Abstract:
Driven by global climate change and the “dual carbon” goals, the efficient development and safe storage of deep carbon storage spaces have emerged as a critical pathway to achieve carbon neutrality. This paper systematically reviews the exploration technologies, site suitability evaluation methods, and key theoretical challenges for large-scale carbon storage in deep saline aquifers, depleted oil and gas reservoirs, unminable coal seams, and basalt formations. The study reveals that multiphysical field coupling effects (thermal-fluid-mechanical-chemical) induced by CO
2 injection may trigger risks such as fault activation, caprock leakage, and seismic activity, necessitating the construction of a risk assessment framework through multiphysical field numerical simulation and dynamic monitoring. Deep saline aquifers account for 98.64% of China’s theoretical carbon storage potential, but their significant heterogeneity requires suitability evaluation that integrates geological stability (fault development, caprock sealing capacity) and storage capacity (porosity, permeability) to construct a multi-scale index system. Methods such as the analytic hierarchy process (AHP), GIS, and machine learning are combined to optimize site selection decisions. To address the complexity of deep carbon storage spaces, integrated seismic and electrical exploration technologies significantly improve reservoir identification accuracy: full-waveform inversion (FWI) characterizes pore-fracture structures, gravity-magnetic inversion constructs deep structural models, and multiphysical data fusion reduces the non-uniqueness of inversion results. In the context of green transformation in coal mines, the innovative “negative carbon backfilling” technology is proposed: CO
2 is used to mineralize industrial solid wastes such as steel slag and fly ash to prepare backfilling materials, achieving high carbon sequestration rates while balancing ecological restoration and dynamic disaster prevention. The synergistic effect of CO
2 storage in deep unminable coal seams and enhanced coalbed methane (ECBM) recovery is significant, requiring optimization of the full-life-cycle management model for “fracturing-displacement-storage”. CO
2 storage in goafs faces challenges from the complex seepage-adsorption mechanisms in fractured coal-rock masses, necessitating the development of multiphase dynamic models to assess storage potential in free, adsorbed, and dissolved states. Potential calculation methods vary significantly by reservoir type: Saline aquifers use the storage mechanism method (coupling structural trapping, dissolution, and mineralization), depleted oil and gas reservoirs combine material balance methods with numerical simulation, and coal seams rely on adsorption capacity and displacement efficiency evaluations.
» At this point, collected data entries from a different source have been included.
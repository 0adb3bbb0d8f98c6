use std::sync::Arc;

use axum::{extract::State, http::StatusCode, Extension, Json};
use axum_derive_error::ErrorResponse;
use db::{
    leaderboard, student, team, ActiveModelTrait, ActiveValue, ColumnTrait, DatabaseConnection,
    DbErr, EntityTrait, QueryFilter, QuerySelect, SelectExt, TransactionErrorExt, TransactionTrait,
};
use derive_more::{Display, Error, From};
use serde::Deserialize;
use validator::Validate;

use super::TeamData;
use crate::{auth::AuthenticatedStudentId, validation::ValidatedJson};

/// Errors that may occur during the team creation process.
#[derive(ErrorResponse, Display, From, Error)]
pub(super) enum CreateTeamError {
    /// Database-related error.
    DatabaseError(DbErr),

    #[status(StatusCode::NOT_FOUND)]
    #[display(fmt = "Student not found")]
    StudentNotFound,

    #[status(StatusCode::BAD_REQUEST)]
    #[display(fmt = "You are already in a team")]
    AlreadyInTeam,

    #[status(StatusCode::BAD_REQUEST)]
    #[display(fmt = "You are already leading a team")]
    AlreadyLeadingTeam,

    #[status(StatusCode::BAD_REQUEST)]
    #[display(fmt = "Team name already taken")]
    NameTaken,
}

#[derive(Deserialize, Validate)]
pub(super) struct CreateTeamRequest {
    #[validate(length(min = 3, max = 50))]
    name: String,
}

/// Team creation handler.
///
/// The caller becomes both the leader and the first member, and
/// the leaderboard entry is created in the same transaction so
/// that a team is never missing its score row.
pub(super) async fn create(
    State(db): State<Arc<DatabaseConnection>>,
    Extension(student_id): Extension<AuthenticatedStudentId>,
    ValidatedJson(request): ValidatedJson<CreateTeamRequest>,
) -> Result<(StatusCode, Json<TeamData>), CreateTeamError> {
    let team = db
        .transaction(|txn| {
            Box::pin(async move {
                let student = student::Entity::find_by_id(student_id.id())
                    .one(txn)
                    .await?
                    .ok_or(CreateTeamError::StudentNotFound)?;

                if student.team_id.is_some() {
                    return Err(CreateTeamError::AlreadyInTeam);
                }

                let leads_team = team::Entity::find()
                    .select_only()
                    .filter(team::Column::LeaderId.eq(student.id))
                    .exists(txn)
                    .await?;

                if leads_team {
                    return Err(CreateTeamError::AlreadyLeadingTeam);
                }

                let name_taken = team::Entity::find()
                    .select_only()
                    .filter(team::Column::Name.eq(&*request.name))
                    .exists(txn)
                    .await?;

                if name_taken {
                    return Err(CreateTeamError::NameTaken);
                }

                let team = team::Entity::insert(team::ActiveModel {
                    name: ActiveValue::Set(request.name),
                    is_locked: ActiveValue::Set(false),
                    leader_id: ActiveValue::Set(student.id),
                    created_at: ActiveValue::Set(db::now()),
                    ..Default::default()
                })
                .exec_with_returning(txn)
                .await?;

                leaderboard::Entity::insert(leaderboard::ActiveModel {
                    team_id: ActiveValue::Set(team.id),
                    meetings_done: ActiveValue::Set(0),
                    tasks_done: ActiveValue::Set(0),
                    mentor_feedback_count: ActiveValue::Set(0),
                    total_score: ActiveValue::Set(0),
                    updated_at: ActiveValue::Set(db::now()),
                    ..Default::default()
                })
                .exec_without_returning(txn)
                .await?;

                let mut active: student::ActiveModel = student.into();
                active.team_id = ActiveValue::Set(Some(team.id));
                active.update(txn).await?;

                Ok(team)
            })
        })
        .await
        .into_raw_result()?;

    Ok((StatusCode::CREATED, Json(TeamData::new(team, 1))))
}
mod auth;
mod handlers;
mod validation;

#[cfg(test)]
mod testing;

use std::sync::Arc;

use axum::{middleware::from_fn_with_state, Extension, Router, Server};
use common::{config::Config, logging};
use db::{Database, DatabaseConnection};
use tracing::info;

#[tokio::main]
async fn main() -> Result<(), anyhow::Error> {
    let config = Config::new()?;

    logging::init(&config);

    let Some(server_config) = config.server.as_ref() else {
        return Err(anyhow::Error::msg("unable to load server config"));
    };

    info!("connecting to database");
    let database = Arc::new(Database::connect(&config.database.url).await?);
    let server = Server::bind(&server_config.address);
    let config = Arc::new(config);

    server
        .serve(app_router(database, config).into_make_service())
        .await?;

    Ok(())
}

fn app_router(database: Arc<DatabaseConnection>, config: Arc<Config>) -> Router {
    let protected_routes = Router::new()
        .nest("/auth", handlers::auth::profile_routes())
        .nest("/teams", handlers::teams::routes())
        .nest("/professors", handlers::professors::routes())
        .nest("/mentors", handlers::mentors::routes())
        .nest("/meetings", handlers::meetings::routes())
        .nest("/leaderboard", handlers::leaderboard::routes())
        .nest("/files", handlers::files::routes())
        .route_layer(from_fn_with_state(
            config.clone(),
            auth::require_authentication,
        ));

    Router::new()
        .merge(protected_routes)
        .nest("/auth", handlers::auth::routes())
        .nest("/leaderboard", handlers::leaderboard::public_routes())
        .nest("/health", handlers::health::routes())
        .layer(Extension(config))
        .with_state(database)
}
In terms of injection technology innovation, micro-nano bubble injection enhances CO
2 dissolution rates, while the “water-mixed dissolved-state injection” mode in basalt formations achieves high mineralization rates. Future research must emphasize interdisciplinary integration: Developing intelligent multiphysical field exploration and fine imaging to overcome challenges in detailed characterization of multi-type three-dimensional carbon storage spaces; researching and developing high-efficiency deep negative carbon backfilling materials and technical equipment; and constructing a comprehensive system for calculating CO
2 storage potential and evaluating suitability in deep integrated three-dimensional spaces, form technical standard systems and information decision-making platforms, and provide theoretical and engineering support for large-scale geological storage under the “dual carbon”goals.